(Dataset entries)
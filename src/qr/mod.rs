//! QR code and barcode extraction from embedded PDF images
//!
//! Each embedded raster image is extracted, saved to disk, contrast-enhanced,
//! resized to a fixed canvas and handed to the barcode decoders.

mod decode;
mod enhance;
mod extractor;

pub use decode::decode_symbols;
pub use enhance::{enhance_contrast, prepare_for_decoding};
pub use extractor::{extract_qr_codes, ImageFailure, QrExtractor, QrScanReport};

> **Exercise directions**
Each entry is to be retyped precisely as it stands.

> **Answer to this problem**
filename src/qr/mod.rs
//! QR code and barcode extraction from embedded PDF images
//!
//! Each embedded raster image is extracted, saved to disk, contrast-enhanced,
//! resized to a fixed canvas and handed to the barcode decoders.

mod decode;
mod enhance;
mod extractor;

pub use decode::decode_symbols;
pub use enhance::{enhance_contrast, prepare_for_decoding};
pub use extractor::{extract_qr_codes, ImageFailure, QrExtractor, QrScanReport};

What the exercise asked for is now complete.